So the argument to Array(16).join is NaN. Following §15.4.4.5 (Array.prototype.join), we have to call ToString on the argument, which is "NaN" (§9.8.1):

如果 m 是 NaN，则返回字符串 "NaN".

If m is NaN, return the String "NaN".

按照 §15.4.4.5 的第 10 步，我们得到 15"NaN" 和空字符串连接的重复，这等于您看到的结果.当使用 "wat" + 1 而不是 "wat" - 1 作为参数时，加法运算符将 1 转换为字符串而不是转换 "wat" 到一个数字，所以它有效地调用了 Array(16).join("wat1").

Following step 10 of §15.4.4.5, we get 15 repetitions of the concatenation of "NaN" and the empty string, which equals the result you're seeing. When using "wat" + 1 instead of "wat" - 1 as argument, the addition operator converts 1 to a string instead of converting "wat" to a number, so it effectively calls Array(16).join("wat1").

至于为什么您会看到 {} + [] 情况下的不同结果:将其用作函数参数时，您将强制语句成为 ExpressionStatement，这使得无法将 {} 解析为空块，因此将其解析为空对象字面量.

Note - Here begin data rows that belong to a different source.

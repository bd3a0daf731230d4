// Core module with fundamental types
pub mod core;

// Render module with meshing code
pub mod render;

// World module with generation and streaming
pub mod world;

// Other modules
pub mod constants;
pub mod error;
pub mod settings;

// Re-exports
pub use constants::*;
pub use crate::core::{BlockGrid, BlockSource, BlockType, Chunk, ChunkCoord, Vertex};
pub use error::ConfigError;
pub use render::{MeshBuffers, build_mesh, build_vertices};
pub use settings::{StreamSettings, TerrainSettings, WorldSettings, load_settings, save_settings};
pub use world::{
    ChunkGenerator, ChunkLoader, FallingBlock, StreamState, TerrainParams, TickReport, World,
    WorldStats,
};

As to why you're seeing different results for the {} + [] case: When using it as a function argument, you're forcing the statement to be an ExpressionStatement, which makes it impossible to parse {} as empty block, so it's instead parsed as an empty object literal.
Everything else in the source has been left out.